DIRECTIONS FOR THIS TASK: A single number is expected: the count of lines in the records below that contain "connect".
*** Opening of PROVIDED DATA ***
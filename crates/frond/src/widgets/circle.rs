use crate::{
    Color, Context, Signal, ViewContext,
    canvas::Canvas,
    error::Result,
    event::Event,
    geom::{Expanse, Point, Rect},
    layout::{Constraints, LayoutContext},
    widget::{EventOutcome, Widget},
};

/// A filled disc that reports hover and clicks. Hit-testing follows the
/// disc, not its bounding box.
pub struct Circle {
    /// Radius in pixels.
    radius: u32,
    /// Fill color.
    color: Color,
    /// Ring width and color drawn inside the edge.
    border: Option<(u32, Color)>,
    /// Pointer is over the disc.
    hovered: bool,
    /// Fires on click.
    pub on_click: Signal<()>,
    /// Fires with `true` on enter and `false` on exit.
    pub on_hover: Signal<bool>,
}

impl Circle {
    /// A disc of the given radius and color.
    pub fn new(radius: u32, color: Color) -> Self {
        Self {
            radius,
            color,
            border: None,
            hovered: false,
            on_click: Signal::new(),
            on_hover: Signal::new(),
        }
    }

    /// Add a border ring.
    pub fn with_border(mut self, width: u32, color: Color) -> Self {
        self.border = Some((width, color));
        self
    }

    /// The radius.
    pub fn radius(&self) -> u32 {
        self.radius
    }

    /// Change the radius.
    pub fn set_radius(&mut self, radius: u32) {
        self.radius = radius;
    }

    /// The fill color.
    pub fn color(&self) -> Color {
        self.color
    }

    /// Change the fill color.
    pub fn set_color(&mut self, color: Color) {
        self.color = color;
    }

    /// Is the pointer over the disc?
    pub fn is_hovered(&self) -> bool {
        self.hovered
    }

    /// Center of the disc inside its rectangle.
    fn center(&self, rect: Rect) -> Point {
        let r = i32::try_from(self.radius).unwrap_or(i32::MAX);
        rect.tl.offset(r, r)
    }
}

impl Widget for Circle {
    fn measure(&mut self, c: Constraints, _ctx: &mut dyn LayoutContext) -> Expanse {
        let d = self.radius.saturating_mul(2);
        c.apply(Expanse::new(d, d))
    }

    fn interactive(&self) -> bool {
        true
    }

    fn hit(&self, rect: Rect, p: Point) -> bool {
        let c = self.center(rect);
        let (dx, dy) = (i128::from(p.x) - i128::from(c.x), i128::from(p.y) - i128::from(c.y));
        let r = i128::from(self.radius);
        rect.contains_point(p) && dx * dx + dy * dy <= r * r
    }

    fn paint(&mut self, canvas: &mut Canvas, rect: Rect, ctx: &dyn ViewContext) {
        let center = self.center(rect);
        let fill = if self.hovered {
            self.color.lighten(ctx.config().hover_tint)
        } else {
            self.color
        };
        canvas.fill_circle(center, self.radius, fill);
        if let Some((width, color)) = self.border {
            canvas.stroke_circle(center, self.radius, width, color);
        }
    }

    fn on_event(&mut self, event: &Event, ctx: &mut dyn Context) -> Result<EventOutcome> {
        match event {
            Event::Hover(h) => {
                self.hovered = *h;
                self.on_hover.emit(ctx, h);
                Ok(EventOutcome::Handle)
            }
            Event::Click => {
                self.on_click.emit(ctx, &());
                Ok(EventOutcome::Handle)
            }
            _ => Ok(EventOutcome::Ignore),
        }
    }
}

#[cfg(test)]
mod tests {
    use std::{cell::Cell, rc::Rc};

    use super::*;
    use crate::core::testing::dummyctx::DummyContext;

    #[test]
    fn hit_follows_disc() {
        let c = Circle::new(10, Color::RED);
        let rect = Rect::new(0, 0, 20, 20);
        assert!(c.hit(rect, Point::new(10, 10)));
        assert!(c.hit(rect, Point::new(10, 1)));
        assert!(!c.hit(rect, Point::new(1, 1)));
    }

    #[test]
    fn signals() -> Result<()> {
        let mut c = Circle::new(5, Color::RED);
        let clicks = Rc::new(Cell::new(0));
        let hover = Rc::new(Cell::new(false));
        let k = clicks.clone();
        c.on_click.connect(move |_, _| k.set(k.get() + 1));
        let h = hover.clone();
        c.on_hover.connect(move |_, v| h.set(*v));

        let mut ctx = DummyContext::default();
        c.on_event(&Event::Hover(true), &mut ctx)?;
        assert!(hover.get() && c.is_hovered());
        c.on_event(&Event::Click, &mut ctx)?;
        c.on_event(&Event::Click, &mut ctx)?;
        assert_eq!(clicks.get(), 2);
        assert_eq!(c.on_event(&Event::Focus(true), &mut ctx)?, EventOutcome::Ignore);
        Ok(())
    }
}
*** Close of PROVIDED DATA ***
PROBLEM SOLUTION: 2